Researchers, publishers, and librarians have spent a lot of this year firing up the longstanding debate over access to published research. You’ve probably heard the big questions: Who gets to see the results of work the public helps pay for, when should they get to see it, and who’s going pay for it? This summer, the fervor has gone global, with policy makers in Britain, elsewhere in Europe, and in Australia signaling that they’re ready to come up with some answers. Details vary from country to country and proposal to proposal, but the overall warming trend looks very clear.
Last month, David Willetts, the British minister in charge of universities and science, announced that the government had accepted almost all the recommendations in a June report from the Finch Group, a committee set up to explore how to broaden access to published research. Janet Finch, a sociologist and university administrator, led the group, which included several publishers’ representatives as well as open-access advocates and other interested parties.
In its response, the government endorsed the idea that publication in open-access journals (or in hybrid OA journals, in which only some of the content is open) should be the goal. It said that public-sector agencies that support research, like Research Councils UK, should find effective, flexible ways to help cover publishing costs while maintaining as much open access to research results as possible.
And in a statement that ought to gladden the hearts of fair-use advocates, the government said: “Support for open-access publication should be accompanied by policies to minimize restrictions on the rights of use and re-use, especially for non-commercial purposes.”

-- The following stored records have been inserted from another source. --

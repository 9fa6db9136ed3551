//! Commit-time serializability validation (the serial safety net).
//!
//! SSN maintains two bounds per transaction: `pstamp`, the largest commit
//! stamp of any transaction that must precede this one, and `sstamp`, the
//! smallest commit stamp of any transaction that must follow it. A commit
//! is admitted iff `pstamp < sstamp`; overlap means some dependency cycle
//! through this transaction is possible and it aborts.
//!
//! Evidence is gathered in two scans at pre-commit:
//!
//! - the **writer scan** walks the write set asking "who read the versions
//!   I am overwriting?" — committed readers bound `pstamp` from below;
//! - the **reader scan** walks the read set asking "who overwrote the
//!   versions I read?" — committed overwriters bound `sstamp` from above.
//!
//! Both scans race against the transactions they inspect and lean on the
//! owner-check pattern; every ambiguous answer here resolves toward more
//! aborts, never toward admitting a non-serializable commit. In
//! particular, the writer scan folds the overwritten version's `xstamp`
//! into `pstamp`, so a reader that finished post-commit (bitmap bit
//! already cleared) still counts, and a pessimistic tuple is charged as
//! read by a transaction that committed just before us.

use ember_error::{EmberError, Result};
use ember_types::{AbortReason, Lsn, PtrTag, TxnState, Xid};
use tracing::{debug, trace};

use crate::context::CommitWaitOutcome;
use crate::engine::Engine;
use crate::readers::ReaderSlots;
use crate::tuple::Version;
use crate::txn::Transaction;

impl Engine {
    /// Commit under the serial safety net.
    pub(crate) fn ssn_commit(&self, txn: &mut Transaction) -> Result<Lsn> {
        let end = self.enter_precommit(txn)?;
        let cstamp = end.offset();
        let ctx = self.ctx_of(txn);

        // Seed: if no overwriter evidence was collected during execution,
        // our own commit acts as the successor bound.
        if ctx.sstamp() > cstamp {
            ctx.set_sstamp(cstamp);
        }

        self.ssn_writer_scan(txn, cstamp);
        self.ssn_reader_scan(txn, cstamp);

        let ctx = self.ctx_of(txn);
        let pstamp = ctx.pstamp();
        let sstamp = ctx.sstamp();
        debug_assert!(pstamp <= cstamp.saturating_sub(1));
        if pstamp >= sstamp {
            trace!(
                target: "ember_mvcc::ssn",
                xid = %txn.xid,
                pstamp,
                sstamp,
                cstamp,
                "exclusion window closed"
            );
            self.abort_impl(txn, AbortReason::SsnExclusionFailure);
            return Err(EmberError::aborted(AbortReason::SsnExclusionFailure));
        }

        let intent = txn
            .log
            .take()
            .expect("unresolved transactions hold a log intent");
        self.log().commit(intent);
        ctx.set_state(TxnState::Committed);

        self.ssn_post_commit(txn, end, sstamp);
        self.finish_commit(txn, end);
        debug!(
            target: "ember_mvcc::ssn",
            xid = %txn.xid,
            cstamp,
            pstamp,
            sstamp,
            "ssn commit admitted"
        );
        Ok(end)
    }

    /// Bound `pstamp` from the readers of every version this transaction
    /// overwrites.
    fn ssn_writer_scan(&self, txn: &Transaction, cstamp: u64) {
        let ctx = self.ctx_of(txn);
        let mut pstamp = ctx.pstamp();

        for (&overwritten_idx, entry) in &txn.write_set {
            if entry.is_insert {
                continue;
            }
            let Some(overwritten) = self.arena().get(overwritten_idx) else {
                continue;
            };
            debug_assert_eq!(overwritten.sstamp(), 0, "overwriting an overwritten version");

            let age = self.overwritten_age(txn, &overwritten);
            if age >= self.config().old_version_threshold {
                // Old version: assume it was read by a transaction that
                // committed just before us. No finer bound is possible.
                pstamp = cstamp - 1;
                break;
            }

            let word = self.readers().bitmap(&overwritten);
            if ReaderSlots::is_pessimistic(word) {
                pstamp = cstamp - 1;
                break;
            }
            for slot in self.readers().slots_in(word) {
                let raw = self.readers().xid_at(slot);
                if raw == 0 || raw == txn.xid.raw() {
                    // Empty slot, or our own read.
                    continue;
                }
                let Some(rxid) = Xid::from_raw(raw) else {
                    continue;
                };
                let Some(snap) = self.contexts().snapshot(rxid) else {
                    // Reader finished and was recycled; its commit stamp
                    // is covered by the xstamp fold below.
                    continue;
                };
                if snap.end.is_valid()
                    && snap.end.offset() < cstamp
                    && matches!(
                        self.contexts()
                            .wait_for_commit_result(rxid, self.config().commit_spin_limit),
                        CommitWaitOutcome::Committed
                    )
                {
                    pstamp = pstamp.max(snap.end.offset());
                }
            }
            // Readers that already finished post-commit left the bitmap but
            // published their commit stamp on the tuple. Stamps at or past
            // our own belong to later committers, whose validation covers
            // that edge.
            let xstamp = overwritten.xstamp();
            if xstamp < cstamp {
                pstamp = pstamp.max(xstamp);
            }
        }

        ctx.set_pstamp(pstamp);
    }

    /// Bound `sstamp` from the overwriters of every version this
    /// transaction read (and did not itself overwrite).
    fn ssn_reader_scan(&self, txn: &Transaction, cstamp: u64) {
        let ctx = self.ctx_of(txn);
        let mut sstamp = ctx.sstamp();
        let spin_limit = self.config().commit_spin_limit;

        for entry in &txn.read_set {
            if txn.is_shadowed(entry.tuple) {
                continue;
            }
            let Some(read_version) = self.arena().get(entry.tuple) else {
                continue;
            };
            // Tracked reads are committed versions.
            let Some(rlsn) = read_version.clsn().as_lsn() else {
                continue;
            };
            let Some((_, overwriter)) =
                entry
                    .table
                    .heads()
                    .fetch_overwriter(self.arena(), entry.oid, rlsn)
            else {
                continue;
            };

            let mut rounds: u32 = 0;
            loop {
                let oclsn = overwriter.clsn();
                match oclsn.tag() {
                    PtrTag::Xid => {
                        let sxid = oclsn.as_xid().expect("Xid word carries an XID");
                        if sxid == txn.xid {
                            break;
                        }
                        let Some(snap) = self.contexts().snapshot(sxid) else {
                            // Recycled mid-inspection; the retag is about
                            // to land, re-read the stamp.
                            rounds += 1;
                            if rounds > spin_limit {
                                break;
                            }
                            std::hint::spin_loop();
                            continue;
                        };
                        if !snap.end.is_valid() {
                            // Not in pre-commit: it orders after us.
                            break;
                        }
                        if snap.end.offset() > cstamp {
                            // Serialized after us; the dependency is
                            // trivially satisfied.
                            break;
                        }
                        if matches!(
                            self.contexts().wait_for_commit_result(sxid, spin_limit),
                            CommitWaitOutcome::Committed
                        ) {
                            sstamp = sstamp.min(snap.end.offset());
                        }
                        // An aborted overwriter contributes nothing.
                        break;
                    }
                    PtrTag::Log => {
                        let tuple_sstamp = read_version.sstamp();
                        if tuple_sstamp != 0 {
                            sstamp = sstamp.min(tuple_sstamp);
                        }
                        break;
                    }
                    _ => break,
                }
            }
        }

        ctx.set_sstamp(sstamp);
    }

    /// Age of an overwritten version relative to our begin stamp. While
    /// the creator's retag is pending, the age comes from its context (it
    /// must have pre-committed for us to have installed above it).
    fn overwritten_age(&self, txn: &Transaction, overwritten: &Version) -> u64 {
        let spin_limit = self.config().commit_spin_limit;
        for _ in 0..spin_limit {
            let clsn = overwritten.clsn();
            match clsn.tag() {
                PtrTag::Log => {
                    let lsn = clsn.as_lsn().expect("Log word carries an LSN");
                    return txn.begin.offset().saturating_sub(lsn.offset());
                }
                PtrTag::Xid => {
                    let creator = clsn.as_xid().expect("Xid word carries an XID");
                    if let Some(snap) = self.contexts().snapshot(creator) {
                        if snap.end.is_valid() {
                            return txn.begin.offset().saturating_sub(snap.end.offset());
                        }
                    }
                    std::hint::spin_loop();
                }
                _ => break,
            }
        }
        // Unresolvable creator stamp: call the version young, which keeps
        // every precise check in play.
        0
    }

    /// Install stamps after the commit decision: successor stamps on
    /// overwritten versions, creator/reader stamps on our own, and reader
    /// stamps on everything we read.
    fn ssn_post_commit(&self, txn: &mut Transaction, end: Lsn, sstamp: u64) {
        let cstamp = end.offset();

        for (&overwritten_idx, entry) in &txn.write_set {
            let Some(new_version) = self.arena().get(entry.new) else {
                continue;
            };
            if !entry.is_insert {
                if let Some(overwritten) = self.arena().get(overwritten_idx) {
                    debug_assert!(sstamp != 0 && sstamp != u64::MAX);
                    overwritten.set_sstamp(sstamp);
                }
            }
            new_version.advance_xstamp(cstamp);
            new_version.set_clsn_committed(end);
        }

        for entry in &txn.read_set {
            if txn.is_shadowed(entry.tuple) {
                continue;
            }
            let Some(version) = self.arena().get(entry.tuple) else {
                continue;
            };
            version.advance_xstamp(cstamp);
            if let Some(slot) = txn.reader_slot {
                self.readers().deregister(&version, slot);
            }
        }
    }
}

Soon after the British government endorsed the Finch Report, Research Councils UK issued its own updated policy on open access. It spelled out the expectation that researchers whose work is supported by the councils will “maximize the opportunities to make their results available for free.” Then the European Commission weighed in, announcing on July 17 that it would make open access “a general principle of Horizon 2020,” the European Union’s framework for supporting research from 2014-20.
In Denmark, meanwhile, a group of government research councils had already come out strongly in favor of open access in late June, in a move that got very little attention elsewhere but adds to the collective momentum for policy changes that we’re seeing on that side of the Atlantic.
“The funding agencies in Europe are coming down pretty strongly on the idea that the research they fund should be freely available,” said Michael B. Eisen, an associate professor of molecular and cell biology at the University of California at Berkeley and one of the founders of the Public Library of Science, or PLoS, a heavily used open-access publisher. That position “sets a lot of things in motion,” he said.